19. A perinatal nurse receives reports from the nurse aide on four patients who all gave birth within the last 4 hours. Which patient should the nurse assess first? A. Blood loss of 850 mL during cesarean birth B. Exhausted mother wanting only to rest after childbirth C. Pulse consistently ranges from 82 to 90 beats/minute D. Systolic blood pressure change from 132 to 110 mm Hg
ANS: D A drop in blood pressure by 15%, maternal heart rate over 110 beats/minute, or an oxygen saturation less than 95% may indicate a postpartum hemorrhage. The nurse should assess the woman whose blood pressure has changed more than 15%. Blood loss of 850 mL during cesarean birth is not considered excessive. A pulse under 100 beats/minute is normal. A mother may well be exhausted and need to rest, particularly if her birthing experience was difficult or traumatic.

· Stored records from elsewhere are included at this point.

//! Move representation: one variant per playable shape.
//!
//! A `Move` names exactly the cards it removes from a hand. `apply` and
//! `undo` are exact inverses and must be called in stack order on the same
//! hand; search relies on this to explore the tree without copying hands.

use serde::{Deserialize, Serialize};
use smallvec::SmallVec;

use crate::core::{Hand, Rank, Result, SolverError};

/// Wing ranks of an airplane, in increasing rank order.
///
/// Airplane bodies are at most six triples long, so wings never spill.
pub type Wings = SmallVec<[Rank; 6]>;

/// Structural category of a move.
///
/// The discriminant doubles as the tag in the low bits of [`Move::code`].
#[derive(Clone, Copy, Debug, PartialEq, Eq, Hash, Serialize, Deserialize)]
#[repr(u8)]
pub enum Shape {
    Single = 0,
    Pair = 1,
    Straight = 2,
    ConsecutivePairs = 3,
    FourWithTwo = 4,
    Airplane = 5,
    Triple = 6,
    Bomb = 7,
    Rocket = 8,
    Pass = 9,
}

impl Shape {
    /// Tag value used by the move encoding.
    #[inline]
    #[must_use]
    pub const fn tag(self) -> u64 {
        self as u64
    }

    /// Position in the "strongest options first" ordering of legal moves.
    ///
    /// Rocket first, then Bomb, then the structured shapes, Pass last.
    #[must_use]
    pub const fn priority(self) -> u8 {
        match self {
            Shape::Rocket => 9,
            Shape::Bomb => 8,
            Shape::Triple => 7,
            Shape::Airplane => 6,
            Shape::FourWithTwo => 5,
            Shape::ConsecutivePairs => 4,
            Shape::Straight => 3,
            Shape::Pair => 2,
            Shape::Single => 1,
            Shape::Pass => 0,
        }
    }
}

/// What rides along with a triple.
#[derive(Clone, Copy, Debug, PartialEq, Eq, Hash, Serialize, Deserialize)]
pub enum Attachment {
    None,
    Single(Rank),
    Pair(Rank),
}

impl Attachment {
    /// Cards per attachment unit (0 for a bare triple).
    #[must_use]
    pub const fn width(self) -> u8 {
        match self {
            Attachment::None => 0,
            Attachment::Single(_) => 1,
            Attachment::Pair(_) => 2,
        }
    }

    /// The attachment viewed as a standalone move.
    #[must_use]
    pub fn as_move(self) -> Move {
        match self {
            Attachment::None => Move::Pass,
            Attachment::Single(rank) => Move::Single(rank),
            Attachment::Pair(rank) => Move::Pair(rank),
        }
    }
}

/// Wing unit carried by an airplane.
#[derive(Clone, Copy, Debug, PartialEq, Eq, Hash, Serialize, Deserialize)]
#[repr(u8)]
pub enum WingKind {
    None = 0,
    Single = 1,
    Pair = 2,
}

impl WingKind {
    /// Cards per wing.
    #[must_use]
    pub const fn unit(self) -> u8 {
        self as u8
    }
}

/// One playable combination.
///
/// ```
/// use dou_solver::core::{Hand, Rank};
/// use dou_solver::moves::Move;
///
/// let mut hand = Hand::from_ranks([5, 6, 7, 8, 9, 9]).unwrap();
/// let straight = Move::Straight { start: Rank::FIVE, len: 5 };
///
/// straight.apply(&mut hand);
/// assert_eq!(hand.len(), 1);
/// straight.undo(&mut hand);
/// assert_eq!(hand.len(), 6);
/// ```
///
/// Deserialization runs [`Move::validate`], so a decoded move always names
/// a real combination.
#[derive(Clone, Debug, PartialEq, Eq, Hash, Serialize, Deserialize)]
#[serde(try_from = "MoveRepr")]
pub enum Move {
    /// Decline to play. Also stands for "nobody has led yet".
    Pass,
    Single(Rank),
    Pair(Rank),
    /// `len` (5..=12) consecutive singles inside 3..=Ace.
    Straight { start: Rank, len: u8 },
    /// `len` (3..=12) consecutive pairs inside 3..=Ace.
    ConsecutivePairs { start: Rank, len: u8 },
    Triple { rank: Rank, attachment: Attachment },
    /// Four of a kind.
    Bomb(Rank),
    /// Both jokers.
    Rocket,
    /// Four of a kind with two singles (`pairs == false`) or two pairs.
    FourWithTwo {
        rank: Rank,
        first: Rank,
        second: Rank,
        pairs: bool,
    },
    /// `len` (2..=6) consecutive triples, optionally with one wing per triple.
    Airplane {
        start: Rank,
        len: u8,
        wing: WingKind,
        wings: Wings,
    },
}

/// Unchecked wire form of a [`Move`].
#[derive(Deserialize)]
#[serde(rename = "Move")]
enum MoveRepr {
    Pass,
    Single(Rank),
    Pair(Rank),
    Straight { start: Rank, len: u8 },
    ConsecutivePairs { start: Rank, len: u8 },
    Triple { rank: Rank, attachment: Attachment },
    Bomb(Rank),
    Rocket,
    FourWithTwo { rank: Rank, first: Rank, second: Rank, pairs: bool },
    Airplane { start: Rank, len: u8, wing: WingKind, wings: Wings },
}

impl TryFrom<MoveRepr> for Move {
    type Error = SolverError;

    fn try_from(raw: MoveRepr) -> Result<Self> {
        let mv = match raw {
            MoveRepr::Pass => Move::Pass,
            MoveRepr::Single(rank) => Move::Single(rank),
            MoveRepr::Pair(rank) => Move::Pair(rank),
            MoveRepr::Straight { start, len } => Move::Straight { start, len },
            MoveRepr::ConsecutivePairs { start, len } => Move::ConsecutivePairs { start, len },
            MoveRepr::Triple { rank, attachment } => Move::Triple { rank, attachment },
            MoveRepr::Bomb(rank) => Move::Bomb(rank),
            MoveRepr::Rocket => Move::Rocket,
            MoveRepr::FourWithTwo { rank, first, second, pairs } => Move::FourWithTwo { rank, first, second, pairs },
            MoveRepr::Airplane { start, len, wing, wings } => Move::Airplane { start, len, wing, wings },
        };
        mv.validate()?;
        Ok(mv)
    }
}

/// `len` in `lengths` and the run `start..start+len` inside 3..=Ace.
fn check_run(start: Rank, len: u8, lengths: std::ops::RangeInclusive<u8>) -> std::result::Result<(), &'static str> {
    if !lengths.contains(&len) {
        return Err("run length out of range");
    }
    if start.value() + len - 1 > Rank::ACE.value() {
        return Err("run leaves 3..=Ace");
    }
    Ok(())
}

4. The perinatal nurse teaches the postpartum woman about warning signs regarding the development of postpartum infection. The nurse teaches that fever and which of the following symptoms need to be assessed by a health-care provider? A. Breast engorgement B. Diarrhea C. Emotional lability D. Uterine tenderness
ANS: D During the immediate postpartum period, the most common site of infection is the uterine endometrium. This infection presents with a temperature elevation over 101°F (38.4°C), often within the first 24 to 48 hours after childbirth, followed by uterine tenderness and foul-smelling lochia.
23. A woman had a cesarean birth after a prolonged trial of labor. When assessing the patient, the nurse notes the patient is lethargic, has a pulse of 130 beats/minute, and states: "I'm glad I have so little lochia; I'm too tired to change my pad." What action by the nurse is most appropriate? A. Assess the amount of lochia on the peri-pad. B. Cluster the nursing care given to allow uninterrupted sleep. C. Have the woman get up and attempt to void. D. Take a full set of vital signs and call the provider.
ANS: D Signs of puerperal infection include tachycardia, malaise, uterine tenderness, and subinvolution. Lochia can be heavy and foul smelling or scant and odorless, depending on the offending organism. The nurse should take a full set of vital signs, perform a complete assessment, and notify the health-care provider.
15. A postpartum woman has a deep vein thrombosis. The patient states, "I feel anxious and have some pain in my chest." The patient's respiratory rate is 28 breaths per minute. The perinatal nurse should prepare to respond to which of the following conditions? A. Amniotic fluid embolus B. Myocardial infarction C. Pulmonary edema D. Pulmonary embolus
ANS: D The presence of dyspnea and tachypnea may signal pulmonary embolism. Pulmonary embolism is a complication of deep vein thrombosis (DVT) that occurs when part of a blood clot breaks away and travels to the pulmonary artery, where it occludes the vessel and obstructs blood flow to the lungs.